My middle school had a yearly presidential fitness exam. I did terrible my first couple years but was determined to get better. So, I practiced my pull-ups, sit-ups, running, and stretching as often as I could. And eventually won the competition by my 8th grade year. This simple exam taught me that whenever you set your mind to something you can excel at it.

3. In what areas do you find us – normal people – making mistakes when hitting the gym?

Some common mistakes I see in the gym are form errors and programming mistakes. Flexibility can be a big factor, but sometimes without proper guidance “normal people” may round their backs or let their knees travel at harmful angles, poor wrist angles, etc. Another one might be this: individuals jumping into programs way too quickly.

There is lots of science behind performance and programming to help keep us safe and healthy. So, if your first bicep curls were 5lbs, jumping to 40lbs the next week usually isn’t a safe idea.

john lavoie

4. It’s easy to lose workout motivation. What motivates you to defy the odds of physical fitness?

I always need to have a goal. Both micro and macro. Each training session I focus on better form, or increasing my max weight lifted but by a very tiny measure.

With triathlons I would always hit higher average heart rates for race pace, slowly over time. My macro goals have always been big competitions. Triathlon world championships prep in college and hopefully making the weightlifting Olympic team as a longer term goal.

This isn’t to say everyone needs to have crazy competition goals to stay motivated. My advice is to look for some small successes in your journey.

For example: instead of doing cardio twice this week I did 4 sessions, I ate more fruits and veggies this week versus unhealthy snacks, I stretched 3 times this week, etc.

5. Can we eat whatever we want, and still stay in shape?

Nutrition is always a bit complicated, unfortunately. It varies a lot by genetics, activity levels, and age. When I raced triathlons and trained 6 hours a day it felt like I could eat whatever I wanted. But I’ve noticed that, as I age and focus more on weightlifting versus triathlons, I have to be a lot more strict/healthy with what is going into my body.

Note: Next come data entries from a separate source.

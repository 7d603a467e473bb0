use crate::types::Timestamp;

/// Interval between two outbound drawing transmissions.
pub const DEFAULT_THROTTLE_INTERVAL_MS: u64 = 50;

#[derive(Debug, PartialEq)]
pub enum Publish<T> {
    /// Transmit right away.
    Now(T),
    /// Held in the pending slot; call [`Throttle::fire`] at `fire_at`.
    Deferred { fire_at: Timestamp },
}

impl<T> Publish<T> {
    pub fn map<U, F: FnOnce(T) -> U>(self, f: F) -> Publish<U> {
        match self {
            Publish::Now(value) => Publish::Now(f(value)),
            Publish::Deferred { fire_at } => Publish::Deferred { fire_at },
        }
    }
}

#[derive(Debug)]
enum State<T> {
    Idle,
    CoolingDown {
        last_sent: Timestamp,
        pending: Option<T>,
    },
}

/// Trailing-edge throttle with a leading-edge fast path.
///
/// An offer made while idle goes out immediately. Offers made inside the
/// interval overwrite a single pending slot, which goes out once the interval
/// since the previous transmission has elapsed. A burst inside one interval
/// therefore yields at most two transmissions: the first value and the last.
#[derive(Debug)]
pub struct Throttle<T> {
    interval: u64,
    state: State<T>,
}

impl<T> Throttle<T> {
    pub fn new(interval: u64) -> Self {
        Self {
            interval,
            state: State::Idle,
        }
    }

    pub fn offer(&mut self, value: T, now: Timestamp) -> Publish<T> {
        match &mut self.state {
            State::CoolingDown { last_sent, pending } => {
                let fire_at = last_sent.saturating_add(self.interval);
                if pending.is_none() && now >= fire_at {
                    self.state = State::CoolingDown {
                        last_sent: now,
                        pending: None,
                    };
                    Publish::Now(value)
                } else {
                    if pending.replace(value).is_some() {
                        log::trace!("Throttle coalesced a pending value");
                    }
                    Publish::Deferred { fire_at }
                }
            }
            State::Idle => {
                self.state = State::CoolingDown {
                    last_sent: now,
                    pending: None,
                };
                Publish::Now(value)
            }
        }
    }

    /// Releases the pending value if it is due. Early calls return `None` and
    /// leave the slot untouched.
    pub fn fire(&mut self, now: Timestamp) -> Option<T> {
        match &mut self.state {
            State::CoolingDown { last_sent, pending }
                if now >= last_sent.saturating_add(self.interval) =>
            {
                let value = pending.take()?;
                *last_sent = now;
                Some(value)
            }
            _ => None,
        }
    }

    /// Deadline of the pending value, if any.
    pub fn next_fire_at(&self) -> Option<Timestamp> {
        match &self.state {
            State::CoolingDown {
                last_sent,
                pending: Some(_),
            } => Some(last_sent.saturating_add(self.interval)),
            _ => None,
        }
    }

    pub fn has_pending(&self) -> bool {
        self.next_fire_at().is_some()
    }
}

impl<T> std::default::Default for Throttle<T> {
    fn default() -> Self {
        Self::new(DEFAULT_THROTTLE_INTERVAL_MS)
    }
}

#[cfg(test)]
mod tests {
    use super::*;

    #[test]
    fn it_should_send_first_offer_immediately() {
        let mut throttle = Throttle::new(50);
        assert_eq!(throttle.offer("a", 1000), Publish::Now("a"));
        assert!(!throttle.has_pending());
    }

    #[test]
    fn it_should_coalesce_a_burst_into_two_transmissions() {
        let mut throttle = Throttle::new(50);
        let mut sent = Vec::new();

        if let Publish::Now(v) = throttle.offer(0, 0) {
            sent.push((0, v));
        }
        assert_eq!(throttle.offer(5, 5), Publish::Deferred { fire_at: 50 });
        assert_eq!(throttle.offer(40, 40), Publish::Deferred { fire_at: 50 });

        assert_eq!(throttle.fire(49), None);
        if let Some(v) = throttle.fire(50) {
            sent.push((50, v));
        }

        // 60 lands in the window opened by the send at 50
        assert_eq!(throttle.offer(60, 60), Publish::Deferred { fire_at: 100 });

        assert_eq!(sent, vec![(0, 0), (50, 40)]);
        assert_eq!(throttle.next_fire_at(), Some(100));
    }

    #[test]
    fn it_should_send_immediately_after_a_quiet_interval() {
        let mut throttle = Throttle::new(50);
        assert_eq!(throttle.offer('a', 0), Publish::Now('a'));
        assert_eq!(throttle.offer('b', 50), Publish::Now('b'));
        assert_eq!(throttle.offer('c', 120), Publish::Now('c'));
    }

    #[test]
    fn it_should_keep_pending_value_when_timer_is_late() {
        let mut throttle = Throttle::new(50);
        throttle.offer(1, 0);
        throttle.offer(2, 10);
        // host timer has not fired yet although the deadline passed
        assert_eq!(throttle.offer(3, 70), Publish::Deferred { fire_at: 50 });
        assert_eq!(throttle.fire(75), Some(3));
        assert_eq!(throttle.fire(200), None);
    }

    #[test]
    fn it_should_not_overflow_at_the_end_of_time() {
        let mut throttle = Throttle::new(50);
        assert_eq!(throttle.offer(1, u64::MAX - 10), Publish::Now(1));
        assert_eq!(
            throttle.offer(2, u64::MAX),
            Publish::Deferred { fire_at: u64::MAX }
        );
        assert_eq!(throttle.next_fire_at(), Some(u64::MAX));
        assert_eq!(throttle.fire(u64::MAX), Some(2));
    }
}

So, to answer your question, sometimes yes, but it’s always good to keep a healthy focus.

6. What kind of diet do you stick to? Why this diet?

I’ve tried a bit of intermittent fasting in the past and found it was a great way to tone and lose some body fat. But more recently, in order to keep my energy levels higher in my workouts, I really focus more on my macros.

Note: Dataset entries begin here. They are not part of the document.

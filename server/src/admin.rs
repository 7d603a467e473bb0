use crate::server_state::RelayStatus;
use tokio::sync::oneshot::Sender;

#[derive(Debug)]
pub enum AdminCommand {
    GetStatus { tx: Sender<RelayStatus> },
    /// Clears the canvas for everyone and answers with the resulting status.
    Reset { tx: Sender<RelayStatus> },
}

Lean protein tends to be my main focus, with some carbs and fats still coming in from fruits and veggies. Both of these diets can really assist with ketosis or the body using fat cells for fuel.

7. Is there a major difference between women and men, when it comes to establishing a workout routine?

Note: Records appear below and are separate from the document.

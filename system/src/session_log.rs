use crate::message::DrawingAction;

/// Drawing history since the last clear, in server arrival order.
///
/// Never contains [`DrawingAction::Clear`]: recording a clear truncates the log instead.
#[derive(Debug, Default, Clone)]
pub struct SessionLog {
    actions: Vec<DrawingAction>,
}

impl SessionLog {
    pub fn new() -> Self {
        Self::default()
    }

    pub fn record(&mut self, action: DrawingAction) {
        if action.is_clear() {
            self.clear();
        } else {
            self.actions.push(action);
        }
    }

    pub fn clear(&mut self) {
        log::debug!("Session log cleared ({} actions dropped)", self.actions.len());
        self.actions.clear();
    }

    /// Copy of the whole log, as sent in a bulk replay.
    pub fn replay(&self) -> Vec<DrawingAction> {
        self.actions.clone()
    }

    pub fn iter(&self) -> impl Iterator<Item = &DrawingAction> {
        self.actions.iter()
    }

    pub fn len(&self) -> usize {
        self.actions.len()
    }

    pub fn is_empty(&self) -> bool {
        self.actions.is_empty()
    }
}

Some differences I’ve seen would be around goals. A lot of my female clients wish to tone and lose weight or just feel healthier in general. While quite a few males like to think about building build muscles while also toning.

Both genders have approached me about performance-based goals. And sometimes when I work with moms their schedules are very constricted because of their children. In those cases, we may use more online appointments and assign homework versus tons of in-person appointments.

8. What time of day do you personally consider the best for working out?

john lavoie

It varies a lot person to person but overall you need to be well rested and get good sleep before exercise.

I personally try to get my workouts done in the afternoon to achieve peak energy. I’ve done evening sessions before, but I tend to be tired from a long workday at that time. Early morning is great, but it tends to take my body and brain a bit of time to really wake up each day.

9. What is your all-time favorite cardio exercise?

It’s a close tie between hiking mountains and going for a nice long lake swim. I find both relaxing, yet challenging. They keep me in shape, but I have so much fun doing them that I don’t notice how hard I’m working out.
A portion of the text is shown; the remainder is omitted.